It’s an exciting time to be a translator, particularly with the vibrant, active community in the UK. As Daniel Hahn and Samantha Schnee write in their editorial, “The digital revolution isn’t the only one to reshape our profession of late; just in the past five or ten years, there seems to have been another transformation within the UK translation community, with the creation of multiple new fora promoting and celebrating the art of translation; from the vastly popular Literary Translators’ Centre at the London Book Fair, to International Translation Day… to the creation of the National Writing Centre… and the Translators in Schools programme.”

Along with several other stellar translators, my contribution to the issue is a brief summary of the sessions I attended at this year’s International Translation Day.
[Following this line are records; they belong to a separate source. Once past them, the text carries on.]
//! Application Use Cases
//!
//! One struct per operation, bundled for explicit injection: `App` builds
//! the bundle once from the configured base URL, pages take it as a prop,
//! and each form receives exactly the use-case instances it needs. There is
//! no global registry — tests construct use cases directly.

mod lists;
mod users;

pub use lists::{
    CreateListUseCase, DeleteListItemUseCase, DeleteListUseCase, GetListUseCase, GetListsUseCase,
    UpdateListUseCase,
};
pub use users::{
    CreateUserUseCase, DeleteUserUseCase, GetUserUseCase, GetUsersUseCase, UpdateUserUseCase,
};

use crate::api::{ListRepository, UserRepository};

/// Every application operation, constructed once per app instance
#[derive(Clone)]
pub struct UseCases {
    pub get_lists: GetListsUseCase,
    pub get_list: GetListUseCase,
    pub create_list: CreateListUseCase,
    pub update_list: UpdateListUseCase,
    pub delete_list: DeleteListUseCase,
    pub delete_list_item: DeleteListItemUseCase,
    pub get_users: GetUsersUseCase,
    pub get_user: GetUserUseCase,
    pub create_user: CreateUserUseCase,
    pub update_user: UpdateUserUseCase,
    pub delete_user: DeleteUserUseCase,
}

impl UseCases {
    pub fn new(base_url: &str) -> Self {
        let lists = ListRepository::new(base_url);
        let users = UserRepository::new(base_url);
        Self {
            get_lists: GetListsUseCase::new(lists.clone()),
            get_list: GetListUseCase::new(lists.clone()),
            create_list: CreateListUseCase::new(lists.clone()),
            update_list: UpdateListUseCase::new(lists.clone()),
            delete_list: DeleteListUseCase::new(lists.clone()),
            delete_list_item: DeleteListItemUseCase::new(lists),
            get_users: GetUsersUseCase::new(users.clone()),
            get_user: GetUserUseCase::new(users.clone()),
            create_user: CreateUserUseCase::new(users.clone()),
            update_user: UpdateUserUseCase::new(users.clone()),
            delete_user: DeleteUserUseCase::new(users),
        }
    }
}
I report on two seminars: ‘Translating Comics’ with Sarah Ardizzone, Daniel Locke, and Canan Marasligil and ‘Throwing the Book at Them’ with Nicky Harman, Rosamund Hutchison, and Sam Sedgman, which both offered plenty of food for thought. You can take a look at the table of contents and Hahn and Schnee’s editorial here, and if you’re really keen, take a look at the Free Word Centre’s extensive notes on all the sessions.

Finally, speaking of community, I’ve recently joined the Society of Authors, and am glad to be a new member of the Translators Association. So here’s to translation and community both.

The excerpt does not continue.